Task objective
Print every line below without adding or leaving out a single word.

Data supplied
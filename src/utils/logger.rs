use tracing_subscriber::{layer::SubscriberExt, util::SubscriberInitExt, EnvFilter};

/// Default directive when neither `RUST_LOG` nor the settings file name one.
fn default_directive(verbose: bool) -> &'static str {
    if verbose {
        "phytoscout=debug,info"
    } else {
        "phytoscout=info"
    }
}

/// A `log_level` from the settings file takes precedence over the built-in
/// default. `RUST_LOG` still wins over both.
pub fn init_cli_logger(verbose: bool, configured: Option<&str>) {
    let directive = configured.unwrap_or_else(|| default_directive(verbose));
    let filter = EnvFilter::try_from_default_env().unwrap_or_else(|_| EnvFilter::new(directive));

    // try_init so a second call (tests, embedding) is a no-op
    let _ = tracing_subscriber::registry()
        .with(filter)
        .with(
            tracing_subscriber::fmt::layer()
                .with_target(false)
                .with_thread_ids(false)
                .with_file(false)
                .with_line_number(false)
                .compact(),
        )
        .try_init();
}

/// JSON lines on stderr, for piping a render pass into log collectors.
pub fn init_json_logger() {
    let filter =
        EnvFilter::try_from_default_env().unwrap_or_else(|_| EnvFilter::new("phytoscout=info"));

    let _ = tracing_subscriber::registry()
        .with(filter)
        .with(
            tracing_subscriber::fmt::layer()
                .with_writer(std::io::stderr)
                .with_target(false)
                .with_thread_ids(false)
                .with_file(false)
                .with_line_number(false)
                .json(),
        )
        .try_init();
}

Answer section
filename src/utils/logger.rs
use tracing_subscriber::{layer::SubscriberExt, util::SubscriberInitExt, EnvFilter};

/// Default directive when neither `RUST_LOG` nor the settings file name one.
fn default_directive(verbose: bool) -> &'static str {
    if verbose {
        "phytoscout=debug,info"
    } else {
        "phytoscout=info"
    }
}

/// A `log_level` from the settings file takes precedence over the built-in
/// default. `RUST_LOG` still wins over both.
pub fn init_cli_logger(verbose: bool, configured: Option<&str>) {
    let directive = configured.unwrap_or_else(|| default_directive(verbose));
    let filter = EnvFilter::try_from_default_env().unwrap_or_else(|_| EnvFilter::new(directive));

    // try_init so a second call (tests, embedding) is a no-op
    let _ = tracing_subscriber::registry()
        .with(filter)
        .with(
            tracing_subscriber::fmt::layer()
                .with_target(false)
                .with_thread_ids(false)
                .with_file(false)
                .with_line_number(false)
                .compact(),
        )
        .try_init();
}

/// JSON lines on stderr, for piping a render pass into log collectors.
pub fn init_json_logger() {
    let filter =
        EnvFilter::try_from_default_env().unwrap_or_else(|_| EnvFilter::new("phytoscout=info"));

    let _ = tracing_subscriber::registry()
        .with(filter)
        .with(
            tracing_subscriber::fmt::layer()
                .with_writer(std::io::stderr)
                .with_target(false)
                .with_thread_ids(false)
                .with_file(false)
                .with_line_number(false)
                .json(),
        )
        .try_init();
}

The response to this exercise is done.